Taking the inhomogeneity coefficient of a mixture V_c⁽¹⁾ = 100 (‹[c₂⁽¹⁾]²›/‹c₂⁽¹⁾›² – 1)^–1/2 as a criterion of its quality at stage 1 (upper index), let us model the dependence of the volume and weight fraction c₂⁽¹⁾ for the key component 2 on the angles of reflection γ_2i (i = 1, 2), physical mechanical properties of the materials, and the design and regime parameters of the apparatus. Let us also use the nonequilibrium differential distribution functions for the number of particles of each component in the angle of scattering α_i from brush elements F_i^(np)(α_i) (case 1) [3, 4] and the angle of reflection γ_2i from the bumper surface U_i^(np)(γ_2i) = f[F_i^(np)(α_i)] (case 2) [5, 6] within the range [γ_2i ; (γ_2i + Δγ_2i)]

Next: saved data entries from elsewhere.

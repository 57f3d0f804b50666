//! Python project facade

use scaffold_core::{
    ComponentTree, Dependency, NodeId, Project, ProjectOptions, SynthReport, synth,
};
use scaffold_fs::{ConfigStore, NormalizedPath};
use serde::Deserialize;

use super::pip::{Pip, PipOptions};
use crate::error::{Error, Result};

/// Options for [`PythonProject`]
#[derive(Debug, Clone, Default, PartialEq, Eq, Deserialize)]
#[serde(default)]
pub struct PythonProjectOptions {
    #[serde(flatten)]
    pub project: ProjectOptions,
    pub pip: PipOptions,
}

/// A project tree whose dependencies are managed by pip
pub struct PythonProject {
    tree: ComponentTree,
    pip: NodeId,
}

impl PythonProject {
    pub fn new(options: PythonProjectOptions) -> Result<Self> {
        let mut tree = Project::bootstrap(options.project)?;
        let root = tree.root();
        let pip = Pip::new(&mut tree, root, options.pip)?;
        Ok(Self { tree, pip })
    }

    /// Build a project from a TOML, JSON or YAML options file.
    pub fn load(path: &NormalizedPath) -> Result<Self> {
        let options: PythonProjectOptions = ConfigStore::new().load(path)?;
        Self::new(options)
    }

    pub fn tree(&self) -> &ComponentTree {
        &self.tree
    }

    /// Mutable access for attaching further components.
    pub fn tree_mut(&mut self) -> &mut ComponentTree {
        &mut self.tree
    }

    pub fn root(&self) -> NodeId {
        self.tree.root()
    }

    pub fn project(&self) -> Result<&Project> {
        Ok(Project::of(&self.tree, self.tree.root())?)
    }

    pub fn pip(&self) -> Result<&Pip> {
        self.tree
            .get::<Pip>(self.pip)
            .ok_or_else(|| Error::ComponentMissing {
                kind: "Pip",
                path: self.tree.path(self.pip),
            })
    }

    /// Add a runtime dependency (`<module>@<requirement>`).
    pub fn add_dependency(&self, spec: &str) -> Result<Dependency> {
        Ok(self.pip()?.add_dependency(spec)?)
    }

    /// Add a development dependency (`<module>@<requirement>`).
    pub fn add_dev_dependency(&self, spec: &str) -> Result<Dependency> {
        Ok(self.pip()?.add_dev_dependency(spec)?)
    }

    /// Synthesize the tree and, unless disabled, install dependencies.
    pub fn synth(&self) -> Result<SynthReport> {
        Ok(synth(&self.tree)?)
    }
}
//! Live context on the wall clock.
//!
//! Commands are read one per line from stdin (`start`, `pause`, `reset`,
//! `skip [work|break]`, `quit`). Every event is printed as one JSON line.

use chrono::Utc;
use homeroom_core::signal::SignalDescriptor;
use homeroom_core::{run_context, Command, ContextId, Phase, SignalError, SignalPlayer};
use tokio::io::{AsyncBufReadExt, BufReader};
use tokio::sync::mpsc;

use super::{open_session, CliResult};

/// Rings the terminal bell for audible signals.
struct TerminalBell;

impl SignalPlayer for TerminalBell {
    fn play(&mut self, descriptor: &SignalDescriptor) -> Result<(), SignalError> {
        tracing::info!(signal = descriptor.signal.as_str(), "completion signal");
        if descriptor.is_audible() {
            eprint!("\x07");
        }
        Ok(())
    }
}

pub fn run(learner: Option<&str>) -> CliResult {
    let session = open_session(learner)?;
    let runtime = tokio::runtime::Builder::new_current_thread()
        .enable_all()
        .build()?;

    runtime.block_on(async move {
        let ctx = session.hub.attach_with(
            &session.learner,
            ContextId::generate(),
            Box::new(TerminalBell),
            Utc::now(),
        );
        let (tx, rx) = mpsc::channel(16);
        let driver = run_context(ctx, rx, |event| match serde_json::to_string(event) {
            Ok(line) => println!("{line}"),
            Err(e) => tracing::warn!(error = %e, "failed to encode event"),
        });
        tokio::join!(read_commands(tx), driver);
    });
    Ok(())
}

async fn read_commands(tx: mpsc::Sender<Command>) {
    let mut lines = BufReader::new(tokio::io::stdin()).lines();
    loop {
        let line = match lines.next_line().await {
            Ok(Some(line)) => line,
            Ok(None) => break,
            Err(e) => {
                tracing::warn!(error = %e, "stdin closed");
                break;
            }
        };
        match parse_command(&line) {
            Ok(Some(command)) => {
                let quit = command == Command::Detach;
                if tx.send(command).await.is_err() || quit {
                    break;
                }
            }
            Ok(None) => {}
            Err(e) => eprintln!("error: {e}"),
        }
    }
}

fn parse_command(line: &str) -> Result<Option<Command>, String> {
    let mut words = line.split_whitespace();
    let Some(verb) = words.next() else {
        return Ok(None);
    };
    let command = match verb.to_ascii_lowercase().as_str() {
        "start" => Command::Start,
        "pause" => Command::Pause,
        "reset" => Command::Reset,
        "skip" => match words.next() {
            Some(phase) => Command::Skip(phase.parse::<Phase>()?),
            None => Command::SkipNext,
        },
        "quit" | "exit" => Command::Detach,
        other => return Err(format!("unknown command: {other}")),
    };
    Ok(Some(command))
}

#[cfg(test)]
mod tests {
    use super::*;

    #[test]
    fn parses_plain_commands() {
        assert_eq!(parse_command("start"), Ok(Some(Command::Start)));
        assert_eq!(parse_command("  Pause "), Ok(Some(Command::Pause)));
        assert_eq!(parse_command("quit"), Ok(Some(Command::Detach)));
        assert_eq!(parse_command(""), Ok(None));
    }

    #[test]
    fn skip_takes_an_optional_phase() {
        assert_eq!(parse_command("skip"), Ok(Some(Command::SkipNext)));
        assert_eq!(parse_command("skip break"), Ok(Some(Command::Skip(Phase::Break))));
        assert!(parse_command("skip lunch").is_err());
    }

    #[test]
    fn unknown_verbs_are_rejected() {
        assert!(parse_command("dance").is_err());
    }
}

$$c_2^{(1)}({\gamma _{21}}{\gamma _{22}}) = \{ \sum\limits_{i = 1}^{{n_k}} {{\rho _{Ti}}U_i^{(np)}} ({\gamma _{2i}}{\rm{) + }}{\rho _{T2}}\Delta \delta _2^{(1)}\prod\limits_{j = 1}^{{n_b}} {U_2^{(np)}({\gamma _{22}}){\} ^{ - 1}}} {\rho _{T1}}U_2^{(np)}({\gamma _{21}}),$$

((1))

$$\langle c_2^{(1)}\rangle = \{ \sum\limits_{i = 1}^2 {{{({\gamma _{2i}}{\rm{ + }}\Delta {\gamma _{2i}}{\rm{/2)}}}^{ - 1}}} \int\limits_{{\gamma _{22}}}^{{\gamma _{22}} + \Delta {\gamma _{22}}/2} d {\gamma _{22}}\int\limits_{{\gamma _{21\min }}}^{{\gamma _{21}} + \Delta {\gamma _{21}}/2} {c_1^{(1)}({\gamma _{21}},{\gamma _{22}})d} {\gamma _{21}}{\rm{, }}$$

((2))

where Δδ₂⁽¹⁾ = δ₂⁽¹⁾ – δ₁⁽¹⁾, according to the recurrent expression Δδ₂⁽¹⁾ = (n_V + δ₁⁽¹⁾)/2^nτ – 2δ₁⁽¹⁾ [5] with the number of stages n_τ = 3 at the reference component volume ratio V₁⁽¹⁾ : V₂⁽¹⁾ = δ₁⁽¹⁾ : δ₂⁽¹⁾, when V₁ : V₂ = 1 : n_V; δ₁⁽³⁾ = 1; δ₂⁽³⁾ = n_V (for example, n_V = 10). Analysis of the V_c⁽¹⁾(ω) function with account for Eqs. (1) and (2) at different degrees of deformation of brush elements Δ (the ratio of their length to the height of the drum–tray gap) for mixing of two components showed that when the Δ value is varied in the range 1.48–1.52 and the angle of inclination of bumpers to the horizon ψ₁ is varied in the range 0.87–1.04 rad, the minimal values of V_c⁽¹⁾ are reached, when the angle speed of drum rotation ω = (45.5–47.2) s^–1 (Fig. 1).

Fig. 1.

Dependences V_c⁽¹⁾(ω) at different degrees of deformation of brush elements Δ for mixing farina (i = 1) and natural sand (i = 2) at stage 1 (upper index): (1, 2, 3) Δ = 1.45; (1ʹ, 2ʹ, 3ʹ) Δ = 1.5; (1ʹʹ, 2ʹʹ, 3ʹʹ) Δ = 1.6; (1, 1ʹ, 1ʹʹ) theory; (2, 2', 2ʹʹ) regression curves; and (3, 3ʹ, 3ʹʹ) experiment; ψ₁ = 0.953 rad.

CONCLUSIONS

Our present research established that the Δ values lower that 1.5 are inexpedient to choose, because this increases the power consumption of mixing drums. At Δ = 1.45, the ω value should be increased to 47.6 s^–1 (Fig. 1, curves 1, 2, and 3) for the resulting mixture to have the same quality as at Δ = 1.5 and a lower angle speed ω = 46.8 s^–1 (Fig. 1, plots 1ʹ, 2ʹ, and 3ʹ). The obtained rational ranges of variation of the main process parameters can be used in the development of the engineering model of a new batch gravity mixer for particulate components.